# What the exercise asks
Find each line below that includes "Uuid", then copy it.

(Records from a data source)
use crate::errors::AppError;
use chrono::{DateTime, Utc};
use serde::{Deserialize, Deserializer, Serialize};
use sqlx::FromRow;
use std::fmt;
use std::str::FromStr;
use uuid::Uuid;

#[derive(Debug, Clone, Copy, PartialEq, Eq, Serialize, Deserialize)]
#[serde(rename_all = "snake_case")]
pub enum ProjectStatus {
    Planning,
    InProgress,
    OnHold,
    Completed,
    Cancelled,
}

impl ProjectStatus {
    pub const ALL: [ProjectStatus; 5] = [
        ProjectStatus::Planning,
        ProjectStatus::InProgress,
        ProjectStatus::OnHold,
        ProjectStatus::Completed,
        ProjectStatus::Cancelled,
    ];

    pub fn as_str(&self) -> &'static str {
        match self {
            ProjectStatus::Planning => "planning",
            ProjectStatus::InProgress => "in_progress",
            ProjectStatus::OnHold => "on_hold",
            ProjectStatus::Completed => "completed",
            ProjectStatus::Cancelled => "cancelled",
        }
    }
}

impl fmt::Display for ProjectStatus {
    fn fmt(&self, f: &mut fmt::Formatter<'_>) -> fmt::Result {
        f.write_str(self.as_str())
    }
}

impl FromStr for ProjectStatus {
    type Err = AppError;

    fn from_str(s: &str) -> Result<Self, Self::Err> {
        let normalized = s.trim().to_lowercase();
        Self::ALL
            .into_iter()
            .find(|status| status.as_str() == normalized)
            .ok_or_else(|| {
                AppError::BadRequest(format!(
                    "Invalid project status '{}'. Expected one of: planning, in_progress, on_hold, completed, cancelled",
                    s
                ))
            })
    }
}

/// Kind of engagement sold to the client.
#[derive(Debug, Clone, Copy, PartialEq, Eq, Serialize, Deserialize)]
#[serde(rename_all = "snake_case")]
pub enum ProjectType {
    AiAgents,
    Automation,
    ItConsulting,
    Custom,
}

impl ProjectType {
    pub const ALL: [ProjectType; 4] = [
        ProjectType::AiAgents,
        ProjectType::Automation,
        ProjectType::ItConsulting,
        ProjectType::Custom,
    ];

    pub fn as_str(&self) -> &'static str {
        match self {
            ProjectType::AiAgents => "ai_agents",
            ProjectType::Automation => "automation",
            ProjectType::ItConsulting => "it_consulting",
            ProjectType::Custom => "custom",
        }
    }
}

impl fmt::Display for ProjectType {
    fn fmt(&self, f: &mut fmt::Formatter<'_>) -> fmt::Result {
        f.write_str(self.as_str())
    }
}

impl FromStr for ProjectType {
    type Err = AppError;

    fn from_str(s: &str) -> Result<Self, Self::Err> {
        let normalized = s.trim().to_lowercase();
        Self::ALL
            .into_iter()
            .find(|kind| kind.as_str() == normalized)
            .ok_or_else(|| {
                AppError::BadRequest(format!(
                    "Invalid project type '{}'. Expected one of: ai_agents, automation, it_consulting, custom",
                    s
                ))
            })
    }
}

/// Row of the `projects` table.
#[derive(Debug, Clone, PartialEq, FromRow, Serialize, Deserialize)]
pub struct Project {
    pub id: Uuid,
    pub title: String,
    pub description: Option<String>,
    pub status: String,
    pub project_type: String,
    pub budget: Option<f64>,
    pub deadline: Option<DateTime<Utc>>,
    pub client_id: Uuid,
    pub created_at: DateTime<Utc>,
    pub updated_at: Option<DateTime<Utc>>,
}

/// Row of the `project_updates` table: a progress note on a project.
#[derive(Debug, Clone, PartialEq, FromRow, Serialize, Deserialize)]
pub struct ProjectUpdate {
    pub id: Uuid,
    pub project_id: Uuid,
    pub title: String,
    pub content: String,
    pub is_public: bool,
    pub created_at: DateTime<Utc>,
}

/// A project together with its updates, newest first.
#[derive(Debug, Clone, Serialize, Deserialize)]
pub struct ProjectWithUpdates {
    #[serde(flatten)]
    pub project: Project,
    pub updates: Vec<ProjectUpdate>,
}

/// Body of `POST /api/v1/projects`.
#[derive(Debug, Clone, Deserialize)]
pub struct NewProject {
    pub title: String,
    pub description: Option<String>,
    pub project_type: String,
    pub budget: Option<f64>,
    pub deadline: Option<DateTime<Utc>>,
    pub client_id: Uuid,
}

impl NewProject {
    pub fn validated(self) -> Result<(Self, ProjectType), AppError> {
        let title = self.title.trim().to_string();
        if title.is_empty() {
            return Err(AppError::BadRequest("title is required".to_string()));
        }
        let project_type: ProjectType = self.project_type.parse()?;
        validate_budget(self.budget)?;

        Ok((
            Self {
                title,
                project_type: project_type.as_str().to_string(),
                ..self
            },
            project_type,
        ))
    }
}

/// Body of `PUT /api/v1/projects/{id}`.
///
/// Absent fields are left unchanged. The nullable columns use a nested
/// `Option`: `Some(None)` is an explicit `null` and clears the column.
#[derive(Debug, Clone, Default, Deserialize)]
pub struct ProjectChanges {
    pub title: Option<String>,
    #[serde(default, deserialize_with = "present")]
    pub description: Option<Option<String>>,
    pub status: Option<String>,
    #[serde(default, deserialize_with = "present")]
    pub budget: Option<Option<f64>>,
    #[serde(default, deserialize_with = "present")]
    pub deadline: Option<Option<DateTime<Utc>>>,
}

impl ProjectChanges {
    pub fn validated(self) -> Result<Self, AppError> {
        let title = match self.title {
            Some(t) if t.trim().is_empty() => {
                return Err(AppError::BadRequest("title cannot be empty".to_string()))
            }
            Some(t) => Some(t.trim().to_string()),
            None => None,
        };
        let status = self
            .status
            .as_deref()
            .map(str::parse::<ProjectStatus>)
            .transpose()?
            .map(|s| s.as_str().to_string());
        validate_budget(self.budget.flatten())?;

        Ok(Self {
            title,
            status,
            ..self
        })
    }
}

/// Body of `POST /api/v1/projects/{id}/updates`.
#[derive(Debug, Clone, Deserialize)]
pub struct NewProjectUpdate {
    pub project_id: Uuid,
    pub title: String,
    pub content: String,
    #[serde(default = "default_is_public")]
    pub is_public: bool,
}

impl NewProjectUpdate {
    /// Rejects blank text and a body addressed to a different project.
    pub fn validated_for(self, path_project_id: Uuid) -> Result<Self, AppError> {
        if self.project_id != path_project_id {
            return Err(AppError::BadRequest("Project ID mismatch".to_string()));
        }
        let title = self.title.trim().to_string();
        let content = self.content.trim().to_string();
        if title.is_empty() || content.is_empty() {
            return Err(AppError::BadRequest(
                "title and content are required".to_string(),
            ));
        }
        Ok(Self {
            title,
            content,
            ..self
        })
    }
}

/// Query parameters for `GET /api/v1/projects`.
#[derive(Debug, Clone, Default, Deserialize)]
pub struct ProjectListParams {
    pub client_id: Option<Uuid>,
    pub skip: Option<i64>,
    pub limit: Option<i64>,
}

/// Marks a field as sent, keeping a `null` value as `Some(None)`.
fn present<'de, D, T>(deserializer: D) -> Result<Option<Option<T>>, D::Error>
where
    D: Deserializer<'de>,
    T: Deserialize<'de>,
{
    Option::<T>::deserialize(deserializer).map(Some)
}

fn default_is_public() -> bool {
    true
}

fn validate_budget(budget: Option<f64>) -> Result<(), AppError> {
    match budget {
        Some(b) if !b.is_finite() || b < 0.0 => Err(AppError::BadRequest(
            "budget must be a non-negative number".to_string(),
        )),
        _ => Ok(()),
    }
}

#[cfg(test)]
mod tests {
    use super::*;

    #[test]
    fn project_type_is_normalized() {
        let (project, kind) = NewProject {
            title: " Clinic receptionist bot ".to_string(),
            description: None,
            project_type: "AI_Agents".to_string(),
            budget: Some(12_000.0),
            deadline: None,
            client_id: Uuid::nil(),
        }
        .validated()
        .unwrap();
        assert_eq!(kind, ProjectType::AiAgents);
        assert_eq!(project.project_type, "ai_agents");
        assert_eq!(project.title, "Clinic receptionist bot");
    }

    #[test]
    fn negative_budget_is_rejected() {
        let changes = ProjectChanges {
            budget: Some(Some(-1.0)),
            ..Default::default()
        };
        assert!(changes.validated().is_err());
    }

    #[test]
    fn explicit_null_clears_while_absent_keeps() {
        let changes: ProjectChanges = serde_json::from_value(serde_json::json!({
            "description": null,
            "budget": 4_200.0
        }))
        .unwrap();
        let changes = changes.validated().unwrap();
        assert_eq!(changes.description, Some(None));
        assert_eq!(changes.budget, Some(Some(4_200.0)));
        assert_eq!(changes.deadline, None);
        assert_eq!(changes.title, None);
    }

    #[test]
    fn unknown_status_is_rejected() {
        let changes = ProjectChanges {
            status: Some("paused".to_string()),
            ..Default::default()
        };
        assert!(matches!(changes.validated(), Err(AppError::BadRequest(_))));
    }

    #[test]
    fn update_for_other_project_is_rejected() {
        let update: NewProjectUpdate = serde_json::from_value(serde_json::json!({
            "project_id": Uuid::nil(),
            "title": "Kickoff",
            "content": "Scope agreed"
        }))
        .unwrap();
        assert!(update.is_public);

        let err = update.validated_for(Uuid::new_v4()).unwrap_err();
        assert_eq!(err.to_string(), "Bad request: Project ID mismatch");
    }
}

# Output for this task
use uuid::Uuid;
    pub id: Uuid,
    pub client_id: Uuid,
    pub id: Uuid,
    pub project_id: Uuid,
    pub client_id: Uuid,
    pub project_id: Uuid,
    pub fn validated_for(self, path_project_id: Uuid) -> Result<Self, AppError> {
    pub client_id: Option<Uuid>,
            client_id: Uuid::nil(),
            "project_id": Uuid::nil(),
        let err = update.validated_for(Uuid::new_v4()).unwrap_err();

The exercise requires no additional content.